*** Opening Exercise input ***

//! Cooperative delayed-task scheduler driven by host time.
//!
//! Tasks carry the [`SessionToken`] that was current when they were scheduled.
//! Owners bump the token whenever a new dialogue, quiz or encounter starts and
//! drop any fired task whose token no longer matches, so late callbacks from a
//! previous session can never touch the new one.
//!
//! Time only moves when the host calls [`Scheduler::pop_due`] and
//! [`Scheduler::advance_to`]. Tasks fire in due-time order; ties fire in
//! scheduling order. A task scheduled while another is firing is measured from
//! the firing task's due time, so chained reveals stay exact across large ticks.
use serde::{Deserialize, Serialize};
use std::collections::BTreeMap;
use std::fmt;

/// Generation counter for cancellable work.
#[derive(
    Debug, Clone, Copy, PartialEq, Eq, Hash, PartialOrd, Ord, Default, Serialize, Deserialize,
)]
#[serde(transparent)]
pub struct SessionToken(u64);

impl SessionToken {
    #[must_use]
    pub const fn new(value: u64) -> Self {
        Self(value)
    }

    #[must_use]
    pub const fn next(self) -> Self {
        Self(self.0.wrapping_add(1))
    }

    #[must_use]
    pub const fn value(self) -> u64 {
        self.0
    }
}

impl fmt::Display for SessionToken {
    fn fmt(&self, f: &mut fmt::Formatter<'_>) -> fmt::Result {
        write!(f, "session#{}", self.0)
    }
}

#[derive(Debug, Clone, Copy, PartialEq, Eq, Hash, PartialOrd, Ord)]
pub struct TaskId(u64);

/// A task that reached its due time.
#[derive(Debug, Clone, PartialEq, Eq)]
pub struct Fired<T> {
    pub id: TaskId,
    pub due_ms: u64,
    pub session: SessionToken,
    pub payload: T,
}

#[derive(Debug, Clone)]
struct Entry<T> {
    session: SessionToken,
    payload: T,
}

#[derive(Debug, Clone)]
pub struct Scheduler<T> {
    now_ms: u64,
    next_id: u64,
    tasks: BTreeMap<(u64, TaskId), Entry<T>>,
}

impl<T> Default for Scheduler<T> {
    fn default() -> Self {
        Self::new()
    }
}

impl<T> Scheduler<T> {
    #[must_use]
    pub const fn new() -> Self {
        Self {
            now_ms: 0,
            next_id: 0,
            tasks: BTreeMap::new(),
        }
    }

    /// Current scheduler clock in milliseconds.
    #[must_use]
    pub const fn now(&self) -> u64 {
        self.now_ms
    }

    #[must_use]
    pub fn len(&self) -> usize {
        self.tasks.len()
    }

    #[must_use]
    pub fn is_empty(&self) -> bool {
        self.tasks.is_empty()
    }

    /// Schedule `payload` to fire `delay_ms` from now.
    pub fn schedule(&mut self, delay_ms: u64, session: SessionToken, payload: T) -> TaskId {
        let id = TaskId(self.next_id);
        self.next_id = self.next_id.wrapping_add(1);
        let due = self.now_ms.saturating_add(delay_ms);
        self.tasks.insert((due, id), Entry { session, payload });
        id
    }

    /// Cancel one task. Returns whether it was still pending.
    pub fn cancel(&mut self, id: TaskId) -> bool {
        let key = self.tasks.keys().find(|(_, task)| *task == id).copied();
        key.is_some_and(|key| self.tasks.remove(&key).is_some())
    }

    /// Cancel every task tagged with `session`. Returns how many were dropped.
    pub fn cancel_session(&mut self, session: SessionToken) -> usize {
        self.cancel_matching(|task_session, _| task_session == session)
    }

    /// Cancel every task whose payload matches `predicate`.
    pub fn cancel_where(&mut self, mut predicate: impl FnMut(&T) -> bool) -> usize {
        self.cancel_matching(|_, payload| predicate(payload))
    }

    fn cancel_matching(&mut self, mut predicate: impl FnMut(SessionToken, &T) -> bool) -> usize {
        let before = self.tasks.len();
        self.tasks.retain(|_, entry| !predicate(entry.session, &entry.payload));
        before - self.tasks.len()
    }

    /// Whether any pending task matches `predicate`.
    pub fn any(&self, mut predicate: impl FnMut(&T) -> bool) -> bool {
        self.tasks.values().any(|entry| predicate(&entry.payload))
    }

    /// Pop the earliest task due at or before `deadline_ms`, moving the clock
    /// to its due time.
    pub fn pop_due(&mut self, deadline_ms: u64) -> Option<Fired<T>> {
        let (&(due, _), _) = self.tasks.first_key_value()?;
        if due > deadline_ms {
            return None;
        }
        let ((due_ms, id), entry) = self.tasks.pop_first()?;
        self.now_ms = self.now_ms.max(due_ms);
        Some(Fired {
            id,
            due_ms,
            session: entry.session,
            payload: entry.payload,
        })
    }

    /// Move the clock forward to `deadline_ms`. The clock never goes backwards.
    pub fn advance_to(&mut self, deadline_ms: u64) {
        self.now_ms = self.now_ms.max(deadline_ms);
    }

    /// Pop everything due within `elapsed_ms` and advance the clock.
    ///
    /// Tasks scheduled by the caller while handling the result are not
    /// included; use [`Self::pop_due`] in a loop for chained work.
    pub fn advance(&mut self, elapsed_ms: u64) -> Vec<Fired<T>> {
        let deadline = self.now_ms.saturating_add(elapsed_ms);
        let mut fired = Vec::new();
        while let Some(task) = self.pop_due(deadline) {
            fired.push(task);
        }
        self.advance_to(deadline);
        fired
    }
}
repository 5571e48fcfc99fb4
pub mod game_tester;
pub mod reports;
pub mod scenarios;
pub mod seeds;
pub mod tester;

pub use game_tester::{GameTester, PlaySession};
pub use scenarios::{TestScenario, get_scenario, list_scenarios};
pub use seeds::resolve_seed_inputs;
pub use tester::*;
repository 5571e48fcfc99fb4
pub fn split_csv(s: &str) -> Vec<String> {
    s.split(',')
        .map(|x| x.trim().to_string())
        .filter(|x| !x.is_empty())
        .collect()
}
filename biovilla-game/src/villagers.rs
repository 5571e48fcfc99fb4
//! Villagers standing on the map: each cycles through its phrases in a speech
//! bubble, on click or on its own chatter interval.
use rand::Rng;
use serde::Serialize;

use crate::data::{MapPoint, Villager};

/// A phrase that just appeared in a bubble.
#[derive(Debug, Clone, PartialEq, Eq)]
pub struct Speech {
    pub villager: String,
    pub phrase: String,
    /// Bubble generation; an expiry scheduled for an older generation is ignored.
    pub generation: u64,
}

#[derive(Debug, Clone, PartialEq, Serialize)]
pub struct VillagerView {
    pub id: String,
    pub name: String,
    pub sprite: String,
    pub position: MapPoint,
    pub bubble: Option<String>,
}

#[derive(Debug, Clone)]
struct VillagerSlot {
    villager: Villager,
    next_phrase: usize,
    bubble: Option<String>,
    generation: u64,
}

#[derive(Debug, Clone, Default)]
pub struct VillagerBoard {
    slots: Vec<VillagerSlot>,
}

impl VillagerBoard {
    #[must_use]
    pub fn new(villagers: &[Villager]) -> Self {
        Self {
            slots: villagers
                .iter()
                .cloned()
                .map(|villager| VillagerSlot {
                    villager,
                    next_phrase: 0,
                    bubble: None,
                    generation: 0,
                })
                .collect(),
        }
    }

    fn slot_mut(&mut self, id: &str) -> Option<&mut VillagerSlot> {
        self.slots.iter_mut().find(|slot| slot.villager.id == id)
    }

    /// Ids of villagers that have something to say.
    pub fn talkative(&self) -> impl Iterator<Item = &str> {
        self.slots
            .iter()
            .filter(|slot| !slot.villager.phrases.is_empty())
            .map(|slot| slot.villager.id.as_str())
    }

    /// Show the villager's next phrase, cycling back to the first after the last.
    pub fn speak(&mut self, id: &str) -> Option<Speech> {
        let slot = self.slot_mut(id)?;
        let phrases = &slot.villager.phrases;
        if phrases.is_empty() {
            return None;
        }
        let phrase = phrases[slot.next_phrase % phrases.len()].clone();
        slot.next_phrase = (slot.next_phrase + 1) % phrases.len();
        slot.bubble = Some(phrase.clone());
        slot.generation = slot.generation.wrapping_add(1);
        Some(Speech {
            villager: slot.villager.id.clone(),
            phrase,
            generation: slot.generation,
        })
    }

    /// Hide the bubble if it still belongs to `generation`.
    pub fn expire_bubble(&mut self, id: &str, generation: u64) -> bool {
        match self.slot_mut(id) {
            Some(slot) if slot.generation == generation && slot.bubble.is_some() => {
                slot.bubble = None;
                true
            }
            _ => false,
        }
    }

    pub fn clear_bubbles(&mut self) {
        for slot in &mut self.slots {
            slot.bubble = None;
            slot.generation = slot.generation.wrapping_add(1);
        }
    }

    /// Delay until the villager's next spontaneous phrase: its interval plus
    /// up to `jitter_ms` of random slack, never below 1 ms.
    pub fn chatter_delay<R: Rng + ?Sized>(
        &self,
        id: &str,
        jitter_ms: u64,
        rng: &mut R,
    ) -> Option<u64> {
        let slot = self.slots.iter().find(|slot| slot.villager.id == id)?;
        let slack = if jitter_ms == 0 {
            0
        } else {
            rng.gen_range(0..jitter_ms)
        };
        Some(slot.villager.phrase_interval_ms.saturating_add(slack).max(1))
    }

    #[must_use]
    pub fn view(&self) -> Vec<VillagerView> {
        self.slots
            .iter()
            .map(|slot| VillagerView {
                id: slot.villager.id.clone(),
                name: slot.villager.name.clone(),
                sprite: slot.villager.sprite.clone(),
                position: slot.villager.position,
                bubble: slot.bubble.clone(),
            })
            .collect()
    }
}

*** Closing Exercise input ***

■ Aim of the task
Lines containing the word "usize": how many are there in the data above? Reply with only that number.

■ Written response
5